**Your objective**
Lines below starting with the line with "let conversation_id = conversation_id" and going on through the line with "let cmd = CancelTurnCommand" must be output exactly; the rest of the records must be left out.

[Collected data]

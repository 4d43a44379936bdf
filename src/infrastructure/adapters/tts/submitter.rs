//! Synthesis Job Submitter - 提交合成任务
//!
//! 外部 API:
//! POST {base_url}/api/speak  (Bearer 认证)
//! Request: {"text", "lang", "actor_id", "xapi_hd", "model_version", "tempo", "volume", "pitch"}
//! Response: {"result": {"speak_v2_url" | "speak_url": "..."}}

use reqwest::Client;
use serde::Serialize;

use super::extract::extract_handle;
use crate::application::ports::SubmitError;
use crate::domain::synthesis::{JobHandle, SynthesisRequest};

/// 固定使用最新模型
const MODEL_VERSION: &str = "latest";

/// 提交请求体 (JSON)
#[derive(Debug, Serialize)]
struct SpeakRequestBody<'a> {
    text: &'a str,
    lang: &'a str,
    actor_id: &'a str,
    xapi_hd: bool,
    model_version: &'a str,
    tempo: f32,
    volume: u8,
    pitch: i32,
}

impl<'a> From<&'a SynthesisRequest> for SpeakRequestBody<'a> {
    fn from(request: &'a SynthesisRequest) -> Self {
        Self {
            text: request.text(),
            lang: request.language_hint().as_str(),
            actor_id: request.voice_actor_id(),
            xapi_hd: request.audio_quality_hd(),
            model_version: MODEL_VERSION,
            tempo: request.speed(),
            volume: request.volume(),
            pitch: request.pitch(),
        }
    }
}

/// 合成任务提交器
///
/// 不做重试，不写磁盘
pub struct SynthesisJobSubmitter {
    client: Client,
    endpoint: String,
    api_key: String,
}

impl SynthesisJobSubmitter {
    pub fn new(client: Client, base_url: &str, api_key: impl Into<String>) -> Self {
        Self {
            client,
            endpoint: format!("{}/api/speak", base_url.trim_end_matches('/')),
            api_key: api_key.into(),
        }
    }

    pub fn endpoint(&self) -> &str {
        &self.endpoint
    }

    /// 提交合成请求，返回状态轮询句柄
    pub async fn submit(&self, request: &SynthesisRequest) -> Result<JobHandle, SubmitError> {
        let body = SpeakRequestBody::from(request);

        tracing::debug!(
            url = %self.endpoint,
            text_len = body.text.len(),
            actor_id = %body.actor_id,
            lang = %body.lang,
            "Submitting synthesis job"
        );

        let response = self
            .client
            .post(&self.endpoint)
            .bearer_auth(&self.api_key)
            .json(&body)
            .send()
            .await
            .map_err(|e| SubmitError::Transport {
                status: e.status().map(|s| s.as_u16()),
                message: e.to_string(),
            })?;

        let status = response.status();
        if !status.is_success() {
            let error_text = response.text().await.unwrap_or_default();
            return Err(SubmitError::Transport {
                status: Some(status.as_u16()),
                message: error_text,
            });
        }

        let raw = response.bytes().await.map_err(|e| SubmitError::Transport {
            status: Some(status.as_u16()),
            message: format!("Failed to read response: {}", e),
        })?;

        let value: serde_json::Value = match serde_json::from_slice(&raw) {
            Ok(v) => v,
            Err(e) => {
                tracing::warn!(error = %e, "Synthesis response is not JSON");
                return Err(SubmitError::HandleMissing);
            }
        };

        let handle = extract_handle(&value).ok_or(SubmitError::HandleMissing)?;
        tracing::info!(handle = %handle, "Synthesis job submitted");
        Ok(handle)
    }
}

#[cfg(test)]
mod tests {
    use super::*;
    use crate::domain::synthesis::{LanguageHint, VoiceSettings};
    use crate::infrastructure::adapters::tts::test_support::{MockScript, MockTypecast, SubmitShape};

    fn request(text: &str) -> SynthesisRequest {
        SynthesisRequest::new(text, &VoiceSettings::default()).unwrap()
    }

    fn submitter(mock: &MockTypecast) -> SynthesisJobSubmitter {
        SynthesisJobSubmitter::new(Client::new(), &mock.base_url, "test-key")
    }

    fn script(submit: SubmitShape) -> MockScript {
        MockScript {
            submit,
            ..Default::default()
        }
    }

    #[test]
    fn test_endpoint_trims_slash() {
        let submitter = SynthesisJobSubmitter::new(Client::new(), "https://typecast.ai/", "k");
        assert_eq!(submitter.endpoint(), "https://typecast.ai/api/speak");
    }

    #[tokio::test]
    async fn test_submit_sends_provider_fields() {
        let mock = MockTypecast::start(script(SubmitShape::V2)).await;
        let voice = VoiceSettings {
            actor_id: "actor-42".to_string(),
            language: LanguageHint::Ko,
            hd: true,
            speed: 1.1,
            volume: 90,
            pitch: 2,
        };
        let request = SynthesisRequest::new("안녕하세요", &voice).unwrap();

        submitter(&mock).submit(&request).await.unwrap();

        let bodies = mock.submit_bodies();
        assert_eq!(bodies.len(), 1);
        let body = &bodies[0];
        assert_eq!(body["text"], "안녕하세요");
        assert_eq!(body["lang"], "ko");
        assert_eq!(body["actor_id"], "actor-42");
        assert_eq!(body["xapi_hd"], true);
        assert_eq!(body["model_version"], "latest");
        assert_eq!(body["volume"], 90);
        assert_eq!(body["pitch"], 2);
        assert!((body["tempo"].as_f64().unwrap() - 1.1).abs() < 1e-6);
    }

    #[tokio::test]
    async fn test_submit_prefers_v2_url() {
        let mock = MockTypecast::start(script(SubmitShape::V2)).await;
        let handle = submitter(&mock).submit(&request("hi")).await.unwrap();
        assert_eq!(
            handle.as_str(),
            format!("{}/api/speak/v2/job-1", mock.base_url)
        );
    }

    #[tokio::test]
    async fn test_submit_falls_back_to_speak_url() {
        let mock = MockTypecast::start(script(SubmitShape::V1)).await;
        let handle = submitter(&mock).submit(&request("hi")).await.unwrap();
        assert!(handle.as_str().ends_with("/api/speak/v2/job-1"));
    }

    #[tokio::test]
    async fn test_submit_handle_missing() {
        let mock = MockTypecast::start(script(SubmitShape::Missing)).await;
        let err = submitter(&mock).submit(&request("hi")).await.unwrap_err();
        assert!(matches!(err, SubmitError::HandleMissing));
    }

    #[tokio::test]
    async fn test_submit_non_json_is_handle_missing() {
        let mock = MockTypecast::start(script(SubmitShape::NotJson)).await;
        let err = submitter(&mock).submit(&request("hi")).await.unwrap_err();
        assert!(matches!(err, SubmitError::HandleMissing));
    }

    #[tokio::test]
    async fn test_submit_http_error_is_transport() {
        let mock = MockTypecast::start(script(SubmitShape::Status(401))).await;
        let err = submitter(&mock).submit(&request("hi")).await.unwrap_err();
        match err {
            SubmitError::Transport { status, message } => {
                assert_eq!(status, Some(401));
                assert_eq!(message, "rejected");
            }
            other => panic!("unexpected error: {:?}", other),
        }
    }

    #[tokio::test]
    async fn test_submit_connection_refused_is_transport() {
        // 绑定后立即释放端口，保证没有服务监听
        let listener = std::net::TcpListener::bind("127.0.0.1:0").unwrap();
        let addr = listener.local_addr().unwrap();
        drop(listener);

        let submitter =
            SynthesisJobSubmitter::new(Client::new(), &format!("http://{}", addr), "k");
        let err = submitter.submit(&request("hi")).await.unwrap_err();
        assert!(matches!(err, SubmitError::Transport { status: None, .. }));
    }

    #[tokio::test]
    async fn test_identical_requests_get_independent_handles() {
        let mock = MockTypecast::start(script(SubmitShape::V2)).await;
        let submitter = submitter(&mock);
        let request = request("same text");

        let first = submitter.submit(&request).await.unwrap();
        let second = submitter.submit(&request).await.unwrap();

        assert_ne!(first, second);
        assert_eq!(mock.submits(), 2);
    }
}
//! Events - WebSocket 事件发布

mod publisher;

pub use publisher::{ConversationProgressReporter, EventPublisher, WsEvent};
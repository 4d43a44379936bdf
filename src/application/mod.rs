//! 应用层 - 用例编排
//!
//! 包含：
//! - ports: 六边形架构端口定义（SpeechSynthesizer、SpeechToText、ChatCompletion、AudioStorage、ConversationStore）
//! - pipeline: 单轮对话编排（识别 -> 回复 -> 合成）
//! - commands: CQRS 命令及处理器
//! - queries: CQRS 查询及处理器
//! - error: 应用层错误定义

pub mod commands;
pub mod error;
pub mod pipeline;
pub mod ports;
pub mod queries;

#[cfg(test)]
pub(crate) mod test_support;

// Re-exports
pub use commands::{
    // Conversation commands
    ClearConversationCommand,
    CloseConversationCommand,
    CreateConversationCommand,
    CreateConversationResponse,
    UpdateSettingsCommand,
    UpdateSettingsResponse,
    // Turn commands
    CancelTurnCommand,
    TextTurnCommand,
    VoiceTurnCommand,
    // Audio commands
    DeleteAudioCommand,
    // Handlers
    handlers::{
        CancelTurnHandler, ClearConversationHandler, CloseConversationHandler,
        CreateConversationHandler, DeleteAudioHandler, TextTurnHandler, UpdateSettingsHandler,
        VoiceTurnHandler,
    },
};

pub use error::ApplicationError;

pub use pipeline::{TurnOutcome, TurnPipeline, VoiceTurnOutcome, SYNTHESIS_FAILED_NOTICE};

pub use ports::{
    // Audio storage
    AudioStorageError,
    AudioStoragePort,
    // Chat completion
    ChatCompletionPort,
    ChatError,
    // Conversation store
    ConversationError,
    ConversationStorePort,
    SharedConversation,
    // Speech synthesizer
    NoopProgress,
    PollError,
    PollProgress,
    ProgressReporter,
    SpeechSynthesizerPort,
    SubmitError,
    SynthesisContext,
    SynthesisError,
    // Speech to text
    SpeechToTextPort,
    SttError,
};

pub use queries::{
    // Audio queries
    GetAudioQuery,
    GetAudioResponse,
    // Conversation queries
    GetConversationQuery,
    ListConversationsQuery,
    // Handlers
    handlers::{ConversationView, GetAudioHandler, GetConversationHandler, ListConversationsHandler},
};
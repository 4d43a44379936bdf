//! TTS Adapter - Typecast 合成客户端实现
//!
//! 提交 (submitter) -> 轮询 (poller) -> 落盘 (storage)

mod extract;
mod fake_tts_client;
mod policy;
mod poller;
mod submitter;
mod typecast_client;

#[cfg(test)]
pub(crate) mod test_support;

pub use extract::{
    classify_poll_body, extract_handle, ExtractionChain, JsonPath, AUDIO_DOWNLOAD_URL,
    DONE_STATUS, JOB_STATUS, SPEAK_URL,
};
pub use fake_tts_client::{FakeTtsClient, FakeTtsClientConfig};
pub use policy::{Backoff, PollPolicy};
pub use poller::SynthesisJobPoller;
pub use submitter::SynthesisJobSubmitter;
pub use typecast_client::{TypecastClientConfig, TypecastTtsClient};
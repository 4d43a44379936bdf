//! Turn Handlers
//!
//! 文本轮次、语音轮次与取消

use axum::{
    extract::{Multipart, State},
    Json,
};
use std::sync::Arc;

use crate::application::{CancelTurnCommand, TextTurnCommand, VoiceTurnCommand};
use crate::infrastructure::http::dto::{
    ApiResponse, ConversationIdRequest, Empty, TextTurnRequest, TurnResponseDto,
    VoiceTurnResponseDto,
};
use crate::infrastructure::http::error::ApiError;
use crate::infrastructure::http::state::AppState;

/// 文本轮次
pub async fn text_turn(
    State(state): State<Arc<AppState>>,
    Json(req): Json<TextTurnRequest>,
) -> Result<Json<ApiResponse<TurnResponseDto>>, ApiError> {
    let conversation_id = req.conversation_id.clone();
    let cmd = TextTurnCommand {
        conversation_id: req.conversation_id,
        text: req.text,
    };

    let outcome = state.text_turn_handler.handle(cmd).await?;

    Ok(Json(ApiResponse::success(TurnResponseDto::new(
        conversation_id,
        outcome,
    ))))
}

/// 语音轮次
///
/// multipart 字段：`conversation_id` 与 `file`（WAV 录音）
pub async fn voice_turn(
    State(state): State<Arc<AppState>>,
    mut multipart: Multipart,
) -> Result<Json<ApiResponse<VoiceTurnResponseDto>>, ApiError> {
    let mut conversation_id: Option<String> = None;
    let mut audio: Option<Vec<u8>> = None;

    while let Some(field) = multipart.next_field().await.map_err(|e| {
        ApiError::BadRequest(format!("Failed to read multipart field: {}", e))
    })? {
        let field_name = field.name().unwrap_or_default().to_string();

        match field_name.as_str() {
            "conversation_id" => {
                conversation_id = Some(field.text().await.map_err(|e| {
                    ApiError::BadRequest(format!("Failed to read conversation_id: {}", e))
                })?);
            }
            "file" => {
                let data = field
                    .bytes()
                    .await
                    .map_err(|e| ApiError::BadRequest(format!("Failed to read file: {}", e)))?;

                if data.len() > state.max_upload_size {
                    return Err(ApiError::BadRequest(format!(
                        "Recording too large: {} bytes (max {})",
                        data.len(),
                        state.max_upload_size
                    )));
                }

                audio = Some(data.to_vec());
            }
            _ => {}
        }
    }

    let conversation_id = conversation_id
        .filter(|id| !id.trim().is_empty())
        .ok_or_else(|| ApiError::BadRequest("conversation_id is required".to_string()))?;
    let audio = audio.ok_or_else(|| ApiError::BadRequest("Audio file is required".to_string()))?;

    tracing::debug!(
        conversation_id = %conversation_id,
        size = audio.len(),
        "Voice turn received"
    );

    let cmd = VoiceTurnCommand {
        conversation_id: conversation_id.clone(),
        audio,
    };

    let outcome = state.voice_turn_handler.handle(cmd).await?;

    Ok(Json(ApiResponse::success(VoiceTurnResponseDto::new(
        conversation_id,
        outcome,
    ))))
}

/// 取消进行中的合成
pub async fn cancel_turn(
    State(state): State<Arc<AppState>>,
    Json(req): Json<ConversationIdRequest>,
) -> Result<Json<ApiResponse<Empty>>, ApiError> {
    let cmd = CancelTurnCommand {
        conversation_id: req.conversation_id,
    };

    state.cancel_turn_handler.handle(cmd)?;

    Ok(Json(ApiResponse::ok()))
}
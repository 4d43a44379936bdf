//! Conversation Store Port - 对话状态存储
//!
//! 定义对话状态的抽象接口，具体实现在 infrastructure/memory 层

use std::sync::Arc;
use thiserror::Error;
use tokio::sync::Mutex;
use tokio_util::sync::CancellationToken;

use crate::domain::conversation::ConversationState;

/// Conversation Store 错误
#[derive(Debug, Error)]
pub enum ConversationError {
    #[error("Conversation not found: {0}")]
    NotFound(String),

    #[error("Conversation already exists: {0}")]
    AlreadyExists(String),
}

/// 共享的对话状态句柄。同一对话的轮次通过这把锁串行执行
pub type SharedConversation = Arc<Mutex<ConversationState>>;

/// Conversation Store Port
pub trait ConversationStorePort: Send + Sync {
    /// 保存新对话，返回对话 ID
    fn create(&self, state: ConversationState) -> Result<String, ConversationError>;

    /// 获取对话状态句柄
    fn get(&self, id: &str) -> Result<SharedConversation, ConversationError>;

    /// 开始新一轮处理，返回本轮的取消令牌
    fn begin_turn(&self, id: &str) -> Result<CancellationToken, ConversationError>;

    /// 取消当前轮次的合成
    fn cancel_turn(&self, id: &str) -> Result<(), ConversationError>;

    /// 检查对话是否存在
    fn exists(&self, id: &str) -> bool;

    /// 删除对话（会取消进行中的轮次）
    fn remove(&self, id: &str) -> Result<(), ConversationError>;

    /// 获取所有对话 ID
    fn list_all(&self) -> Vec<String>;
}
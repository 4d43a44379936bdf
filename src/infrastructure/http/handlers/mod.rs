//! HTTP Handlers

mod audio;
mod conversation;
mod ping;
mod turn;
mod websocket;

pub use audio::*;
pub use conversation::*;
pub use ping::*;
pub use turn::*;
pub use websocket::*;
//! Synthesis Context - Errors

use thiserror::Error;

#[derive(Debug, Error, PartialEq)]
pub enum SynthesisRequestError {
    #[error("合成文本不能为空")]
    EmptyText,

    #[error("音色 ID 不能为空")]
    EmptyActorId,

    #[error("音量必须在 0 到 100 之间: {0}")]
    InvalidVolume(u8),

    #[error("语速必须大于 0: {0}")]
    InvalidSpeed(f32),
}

**Output for this task**
    let conversation_id = conversation_id
        .filter(|id| !id.trim().is_empty())
        .ok_or_else(|| ApiError::BadRequest("conversation_id is required".to_string()))?;
    let audio = audio.ok_or_else(|| ApiError::BadRequest("Audio file is required".to_string()))?;

    tracing::debug!(
        conversation_id = %conversation_id,
        size = audio.len(),
        "Voice turn received"
    );

    let cmd = VoiceTurnCommand {
        conversation_id: conversation_id.clone(),
        audio,
    };

    let outcome = state.voice_turn_handler.handle(cmd).await?;

    Ok(Json(ApiResponse::success(VoiceTurnResponseDto::new(
        conversation_id,
        outcome,
    ))))
}

/// 取消进行中的合成
pub async fn cancel_turn(
    State(state): State<Arc<AppState>>,
    Json(req): Json<ConversationIdRequest>,
) -> Result<Json<ApiResponse<Empty>>, ApiError> {
    let cmd = CancelTurnCommand {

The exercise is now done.